Bernice Yan, MD: How Race and Socioeconomic Status Influence ALM Survival Rates

February 11, 2022
Armand Butera

Armand Butera is the assistant editor for HCPLive. He attended Fairleigh Dickinson University and graduated with a degree in communications with a concentration in journalism. Prior to graduating, Armand worked as the editor-in-chief of his college newspaper and a radio host for WFDU. He went on to work as a copywriter, freelancer, and human resources assistant before joining HCPLive. In his spare time, he enjoys reading, writing, traveling with his companion and spinning vinyl records. Email him at abutera@mjhlifesciences.com.

Dr.
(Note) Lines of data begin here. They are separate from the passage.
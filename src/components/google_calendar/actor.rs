use super::models::{EventsListResponse, NewCalendarEvent};
use super::time::list_window;
use super::token::Authorizer;
use crate::error::{google_calendar_error, AppResult};
use crate::events::RawExternalEvent;
use chrono::{SecondsFormat, Utc};
use reqwest::Client;
use std::sync::Arc;
use tokio::sync::{mpsc, oneshot};
use tracing::{debug, info};
use url::Url;

/// Page size of an events list request
const MAX_RESULTS: &str = "250";

/// Commands that can be sent to the Google Calendar actor
pub enum GoogleCalendarCommand {
    ListUpcoming(oneshot::Sender<AppResult<Vec<RawExternalEvent>>>),
    Insert(NewCalendarEvent, oneshot::Sender<AppResult<RawExternalEvent>>),
    Shutdown,
}

/// The events endpoint of one calendar, with its authorizer
#[derive(Clone)]
pub struct CalendarApi {
    client: Client,
    authorizer: Arc<dyn Authorizer>,
    events_url: Url,
}

impl CalendarApi {
    pub fn new(api_base: &str, calendar_id: &str, authorizer: Arc<dyn Authorizer>) -> AppResult<Self> {
        let mut events_url = Url::parse(api_base.trim_end_matches('/'))
            .map_err(|e| google_calendar_error(&format!("Failed to parse URL: {}", e)))?;

        events_url
            .path_segments_mut()
            .map_err(|_| google_calendar_error("Calendar API URL cannot be a base"))?
            .extend(["calendars", calendar_id, "events"]);

        Ok(Self {
            client: Client::new(),
            authorizer,
            events_url,
        })
    }

    /// Events from now until a year ahead, recurring events expanded
    pub async fn list_upcoming(&self) -> AppResult<Vec<RawExternalEvent>> {
        let token = self.authorizer.authorize().await?;
        let (time_min, time_max) = list_window(Utc::now());

        let mut url = self.events_url.clone();
        url.query_pairs_mut()
            .append_pair("timeMin", &time_min.to_rfc3339_opts(SecondsFormat::Secs, true))
            .append_pair("timeMax", &time_max.to_rfc3339_opts(SecondsFormat::Secs, true))
            .append_pair("showDeleted", "false")
            .append_pair("singleEvents", "true")
            .append_pair("maxResults", MAX_RESULTS)
            .append_pair("orderBy", "startTime");

        let response = self
            .client
            .get(url)
            .header("Authorization", token.bearer())
            .send()
            .await
            .map_err(|e| google_calendar_error(&format!("Failed to fetch events: {}", e)))?;

        if !response.status().is_success() {
            let status = response.status();
            let error_body = response
                .text()
                .await
                .unwrap_or_else(|_| "Could not read error response".to_string());
            return Err(google_calendar_error(&format!(
                "Failed to fetch events: HTTP {} - {}",
                status, error_body
            )));
        }

        let body: EventsListResponse = response
            .json()
            .await
            .map_err(|e| google_calendar_error(&format!("Failed to parse events response: {}", e)))?;

        if body.next_page_token.is_some() {
            debug!("Events list truncated at {} results", MAX_RESULTS);
        }

        Ok(body.items)
    }

    /// Insert one event and return the created resource
    pub async fn insert(&self, event: &NewCalendarEvent) -> AppResult<RawExternalEvent> {
        let token = self.authorizer.authorize().await?;

        let response = self
            .client
            .post(self.events_url.clone())
            .header("Authorization", token.bearer())
            .json(event)
            .send()
            .await
            .map_err(|e| google_calendar_error(&format!("Failed to insert event: {}", e)))?;

        if !response.status().is_success() {
            let status = response.status();
            let error_body = response
                .text()
                .await
                .unwrap_or_else(|_| "Could not read error response".to_string());
            return Err(google_calendar_error(&format!(
                "Failed to insert event: HTTP {} - {}",
                status, error_body
            )));
        }

        response
            .json()
            .await
            .map_err(|e| google_calendar_error(&format!("Failed to parse insert response: {}", e)))
    }
}

/// The Google Calendar actor that processes messages
pub struct GoogleCalendarActor {
    api: CalendarApi,
    command_rx: mpsc::Receiver<GoogleCalendarCommand>,
}

impl GoogleCalendarActor {
    /// Create a new actor and its mailbox
    pub fn new(api: CalendarApi) -> (Self, mpsc::Sender<GoogleCalendarCommand>) {
        let (command_tx, command_rx) = mpsc::channel(32);
        (Self { api, command_rx }, command_tx)
    }

    /// Start the actor's processing loop.
    ///
    /// Each request runs as its own task, so a slow call never holds up
    /// the mailbox and no two calls share state.
    pub async fn run(&mut self) {
        info!("Google Calendar actor started");

        while let Some(cmd) = self.command_rx.recv().await {
            match cmd {
                GoogleCalendarCommand::ListUpcoming(response_tx) => {
                    let api = self.api.clone();
                    tokio::spawn(async move {
                        let _ = response_tx.send(api.list_upcoming().await);
                    });
                }
                GoogleCalendarCommand::Insert(event, response_tx) => {
                    let api = self.api.clone();
                    tokio::spawn(async move {
                        let _ = response_tx.send(api.insert(&event).await);
                    });
                }
                GoogleCalendarCommand::Shutdown => {
                    info!("Google Calendar actor shutting down");
                    break;
                }
            }
        }

        info!("Google Calendar actor shut down");
    }
}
Yan noted that increased public awareness among patients and health care providers was essential for earlier detection of melanoma.
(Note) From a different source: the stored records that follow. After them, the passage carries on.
use miette::{Diagnostic, Result};
use thiserror::Error;

/// Main error type for the application
#[derive(Debug, Error, Diagnostic)]
pub enum Error {
    #[error("Environment error: {0}")]
    #[diagnostic(code(eventflow::environment))]
    Environment(String),

    #[error("Configuration error: {0}")]
    #[diagnostic(code(eventflow::config))]
    Config(String),

    #[error("Realtime database error: {0}")]
    #[diagnostic(code(eventflow::database))]
    Database(String),

    #[error("Google Calendar API error: {0}")]
    #[diagnostic(code(eventflow::google_calendar))]
    GoogleCalendar(String),

    #[error("Authorization error: {0}")]
    #[diagnostic(
        code(eventflow::authorization),
        help("Check GOOGLE_CLIENT_ID, GOOGLE_CLIENT_SECRET and GOOGLE_REFRESH_TOKEN")
    )]
    Authorization(String),

    #[error("Event store error: {0}")]
    #[diagnostic(code(eventflow::store))]
    Store(String),

    #[error("Component error: {0}")]
    #[diagnostic(code(eventflow::component))]
    Component(String),

    #[error(transparent)]
    #[diagnostic(code(eventflow::io))]
    Io(#[from] std::io::Error),

    #[error("Serialization error: {0}")]
    #[diagnostic(code(eventflow::serialization))]
    Serialization(String),

    #[error("Other error: {0}")]
    #[diagnostic(code(eventflow::other))]
    Other(String),
}

// Implement From for TOML deserialization errors
impl From<toml::de::Error> for Error {
    fn from(err: toml::de::Error) -> Self {
        Error::Serialization(err.to_string())
    }
}

impl From<serde_json::Error> for Error {
    fn from(err: serde_json::Error) -> Self {
        Error::Serialization(err.to_string())
    }
}

/// Type alias for Result with our Error type
pub type AppResult<T> = Result<T, Error>;

/// Helper to create environment errors
pub fn env_error(var: &str) -> Error {
    Error::Environment(format!("Missing environment variable: {}", var))
}

/// Helper to create configuration errors
pub fn config_error(message: &str) -> Error {
    Error::Config(message.to_string())
}

/// Helper to create realtime database errors
pub fn database_error(message: &str) -> Error {
    Error::Database(message.to_string())
}

/// Helper to create Google Calendar errors
pub fn google_calendar_error(message: &str) -> Error {
    Error::GoogleCalendar(message.to_string())
}

/// Helper to create authorization errors
pub fn authorization_error(message: &str) -> Error {
    Error::Authorization(message.to_string())
}

/// Helper to create event store errors
pub fn store_error(message: &str) -> Error {
    Error::Store(message.to_string())
}

/// Helper to create component errors
pub fn component_error(message: &str) -> Error {
    Error::Component(message.to_string())
}
use chrono::NaiveDate;

use super::models::NormalizedEvent;
use super::time::ComparisonKey;

/// Whether an event started before local midnight of `today`.
///
/// Unscheduled events are never in the past.
pub fn is_past(event: &NormalizedEvent, today: NaiveDate) -> bool {
    event.comparison_key() < ComparisonKey::start_of(today)
}

/// Keep only events happening today or later
pub fn retain_upcoming(mut events: Vec<NormalizedEvent>, today: NaiveDate) -> Vec<NormalizedEvent> {
    events.retain(|event| !is_past(event, today));
    events
}

#[cfg(test)]
mod tests {
    use super::*;
    use crate::events::ingest::ingest_scraped;
    use crate::events::models::RawScrapedEvent;
    use chrono_tz::UTC;

    fn event_starting(start: &str) -> NormalizedEvent {
        let record = RawScrapedEvent {
            id: Some(start.to_string()),
            start: Some(start.to_string()),
            ..Default::default()
        };
        ingest_scraped(&record, &UTC)
    }

    fn today() -> NaiveDate {
        NaiveDate::from_ymd_opt(2025, 6, 15).unwrap()
    }

    #[test]
    fn test_is_past() {
        assert!(is_past(&event_starting("2025-06-14T23:59:00"), today()));
        assert!(!is_past(&event_starting("2025-06-15T00:00:00"), today()));
        assert!(!is_past(&event_starting("2025-06-15T23:00:00"), today()));
        assert!(!is_past(&event_starting("2025-06-16"), today()));
        assert!(!is_past(&event_starting("not a date"), today()));
    }

    #[test]
    fn test_retain_upcoming_keeps_order() {
        let events = vec![
            event_starting("2025-06-20T10:00:00"),
            event_starting("2025-06-01T10:00:00"),
            event_starting("garbage"),
            event_starting("2025-06-15T08:00:00"),
        ];
        let ids: Vec<String> = retain_upcoming(events, today())
            .into_iter()
            .map(|e| e.id)
            .collect();
        assert_eq!(ids, vec!["2025-06-20T10:00:00", "garbage", "2025-06-15T08:00:00"]);
    }
}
A new investigation out of New York found that race and socioeconomic status negatively influenced the survival rate for people with acral lentiginous melanoma.
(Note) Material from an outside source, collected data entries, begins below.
//! Temporal normalization.
//!
//! Every date and time a record carries passes through here exactly once:
//! raw strings are resolved into the viewer's zone, formatted for display
//! and reduced to a [`ComparisonKey`]. Malformed input never fails; it
//! yields TBA markers and the unscheduled key.

use chrono::{DateTime, NaiveDate, NaiveDateTime, NaiveTime, TimeZone, Timelike};
use chrono_tz::Tz;
use serde::{Deserialize, Serialize};
use tracing::debug;

use super::models::{DATE_TBA, TIME_TBA};

/// Display format for dates: "June 15, 2025"
const DATE_FORMAT: &str = "%B %-d, %Y";
/// Display format for times: "9:05 PM"
const CLOCK_FORMAT: &str = "%-I:%M %p";

/// Offset-less ISO layouts, read as wall-clock time in the viewer's zone
const LOCAL_DATETIME_FORMATS: &[&str] = &[
    "%Y-%m-%dT%H:%M:%S%.f",
    "%Y-%m-%dT%H:%M",
    "%Y-%m-%d %H:%M:%S",
    "%Y-%m-%d %H:%M",
];

/// ISO layouts with an explicit offset that RFC 3339 parsing rejects:
/// minute precision or a basic `+hhmm` offset
const OFFSET_DATETIME_FORMATS: &[&str] = &[
    "%Y-%m-%dT%H:%M:%S%.f%:z",
    "%Y-%m-%dT%H:%M:%S%.f%z",
    "%Y-%m-%dT%H:%M%:z",
    "%Y-%m-%dT%H:%M%z",
];

/// Date layouts the scrapers have written over time
const LEGACY_DATE_FORMATS: &[&str] = &[
    "%Y-%m-%d",
    "%B %d, %Y",
    "%b %d, %Y",
    "%B %d %Y",
    "%b %d %Y",
    "%b. %d, %Y",
    "%m/%d/%Y",
];

const LEGACY_TIME_FORMATS: &[&str] = &["%I:%M %p", "%I:%M%p", "%H:%M"];

/// One side of an event window, already in the viewer's zone
#[derive(Debug, Clone, Copy, PartialEq, Eq)]
pub enum LocalInstant {
    /// A specific wall-clock moment
    At(NaiveDateTime),
    /// A whole day with no time of day
    Day(NaiveDate),
}

impl LocalInstant {
    /// Moment a window starting here opens
    pub fn opening(&self) -> NaiveDateTime {
        match self {
            LocalInstant::At(at) => *at,
            LocalInstant::Day(day) => day.and_time(NaiveTime::MIN),
        }
    }

    /// Moment a window ending here closes
    pub fn closing(&self) -> NaiveDateTime {
        match self {
            LocalInstant::At(at) => *at,
            LocalInstant::Day(day) => day.and_time(end_of_day()),
        }
    }

    pub fn date(&self) -> NaiveDate {
        self.opening().date()
    }
}

/// Total ordering key for events.
///
/// Orders by calendar date, then by minutes since midnight. `Unscheduled`
/// sorts after every scheduled key and stands in for a far-future date.
#[derive(Debug, Clone, Copy, PartialEq, Eq, PartialOrd, Ord, Hash, Serialize, Deserialize)]
pub enum ComparisonKey {
    At { date: NaiveDate, minute_of_day: u32 },
    Unscheduled,
}

impl ComparisonKey {
    pub fn from_start(starts_at: Option<NaiveDateTime>) -> Self {
        match starts_at {
            Some(at) => ComparisonKey::At {
                date: at.date(),
                minute_of_day: at.hour() * 60 + at.minute(),
            },
            None => ComparisonKey::Unscheduled,
        }
    }

    /// Key of local midnight on `date`
    pub fn start_of(date: NaiveDate) -> Self {
        ComparisonKey::At {
            date,
            minute_of_day: 0,
        }
    }
}

/// Display strings and comparable start derived from a window
#[derive(Debug, Clone, PartialEq, Eq)]
pub struct TemporalFields {
    pub start_date: String,
    pub start_time: String,
    pub end_time: String,
    pub starts_at: Option<NaiveDateTime>,
}

impl TemporalFields {
    /// Fields for a record with no usable start
    pub fn unscheduled() -> Self {
        Self {
            start_date: DATE_TBA.to_string(),
            start_time: TIME_TBA.to_string(),
            end_time: TIME_TBA.to_string(),
            starts_at: None,
        }
    }
}

/// Derive display fields from a start and optional end.
///
/// A day-only start opens at midnight and a day-only end closes at 23:59,
/// so an all-day record always formats as "12:00 AM" / "11:59 PM".
pub fn normalize(start: Option<LocalInstant>, end: Option<LocalInstant>) -> TemporalFields {
    let Some(start) = start else {
        let mut fields = TemporalFields::unscheduled();
        if let Some(end) = end {
            fields.end_time = format_clock(end.closing().time());
        }
        return fields;
    };

    let opening = start.opening();
    let end_time = match (end, start) {
        (Some(end), _) => format_clock(end.closing().time()),
        (None, LocalInstant::Day(_)) => format_clock(end_of_day()),
        (None, LocalInstant::At(_)) => TIME_TBA.to_string(),
    };

    TemporalFields {
        start_date: format_date(opening.date()),
        start_time: format_clock(opening.time()),
        end_time,
        starts_at: Some(opening),
    }
}

/// Resolve an ISO-8601 string into the viewer's zone.
///
/// Strings with an offset are converted; offset-less date-times are taken
/// as wall-clock time in `tz`; a bare `YYYY-MM-DD` is a whole day.
pub fn parse_instant(raw: &str, tz: &Tz) -> Option<LocalInstant> {
    let raw = raw.trim();
    if raw.is_empty() {
        return None;
    }

    if let Ok(dt) = DateTime::parse_from_rfc3339(raw) {
        return Some(LocalInstant::At(dt.with_timezone(tz).naive_local()));
    }

    let with_offset = match raw.strip_suffix(|c: char| c == 'Z' || c == 'z') {
        Some(utc) => format!("{}+00:00", utc),
        None => raw.to_string(),
    };
    for format in OFFSET_DATETIME_FORMATS {
        if let Ok(dt) = DateTime::parse_from_str(&with_offset, format) {
            return Some(LocalInstant::At(dt.with_timezone(tz).naive_local()));
        }
    }

    for format in LOCAL_DATETIME_FORMATS {
        if let Ok(naive) = NaiveDateTime::parse_from_str(raw, format) {
            return Some(LocalInstant::At(naive));
        }
    }

    if let Ok(day) = NaiveDate::parse_from_str(raw, "%Y-%m-%d") {
        return Some(LocalInstant::Day(day));
    }

    debug!("Unparseable instant '{}'", raw);
    None
}

/// Parse a date written by an older scraper ("Sep 5 2025", "9/5/2025", ...)
pub fn parse_legacy_date(raw: &str) -> Option<NaiveDate> {
    let raw = raw.trim();
    LEGACY_DATE_FORMATS
        .iter()
        .find_map(|format| NaiveDate::parse_from_str(raw, format).ok())
}

/// Parse a clock time such as "7:00 pm", "11:30AM" or "19:00"
pub fn parse_clock(raw: &str) -> Option<NaiveTime> {
    let raw = raw.trim().to_uppercase();
    LEGACY_TIME_FORMATS
        .iter()
        .find_map(|format| NaiveTime::parse_from_str(&raw, format).ok())
}

pub fn format_date(date: NaiveDate) -> String {
    date.format(DATE_FORMAT).to_string()
}

pub fn format_clock(time: NaiveTime) -> String {
    time.format(CLOCK_FORMAT).to_string()
}

/// Midnight at the start of `now`'s local day
pub fn today_in<T: TimeZone>(now: DateTime<T>, tz: &Tz) -> NaiveDate {
    now.with_timezone(tz).date_naive()
}

fn end_of_day() -> NaiveTime {
    NaiveTime::from_hms_opt(23, 59, 0).unwrap_or(NaiveTime::MIN)
}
The research, which was published in the Journal of the American Academy of Dermatology, evaluated a total of 2245 patients with ALM and observed that patients from the lowest socioeconomic category were approximately 3 times more likely to present with Stage IV disease at the time of diagnosis.

Additionally, Hispanic white patients (69.7%) and Black patients (70%) had lower survival rates when compared to non-Hispanic white patients (80.4%).

In an interview with HCPLive, Bernice Yan, MD, Feinstein Institutes for Medical Research at Northwell Health, Manhasset, New York, spoke of how economic status and race may have accounted for the difference in ALM survival rates.

“Race and socioeconomic status are parts of the equation that make up social determinants of health, which contribute to disparate health outcomes,” Yan said. “Worse survival outcomes in ALM in patients with skin of color and lower socioeconomic status may be related to a number of factors, including decreased awareness of the clinical signs of acral melanoma, barriers to accessing care, and delays in diagnosis.”

She added that acral melanoma is the most common subtype of melanoma in patients with skin of color and the least common subtype in white patients, and noted the important for patients with skin of color to monitor moles that are on their hands and feet, especially on palms, soles and other areas that are more difficult to monitor.

Though patients could take preventive measures that include being mindful of any discoloration, growth, or changes within and around fingernails and toenails, Yan believed the study also highlighted the need for increased public awareness and an understanding of the social barriers that keep patients with skin of color from receiving appropriate and timely care.

“Increased public awareness, among both patients and health care providers, is essential for earlier detection of melanoma,” Yan said. “By raising awareness of racial and socioeconomic factors affecting survival in acral melanoma, our study lays the foundation for additional research and public health efforts in the future. Additional studies are needed to unveil the mechanisms underlying these disparate health outcomes and the impact that various interventions may have in leading to earlier detection and improving survival outcomes in melanoma.”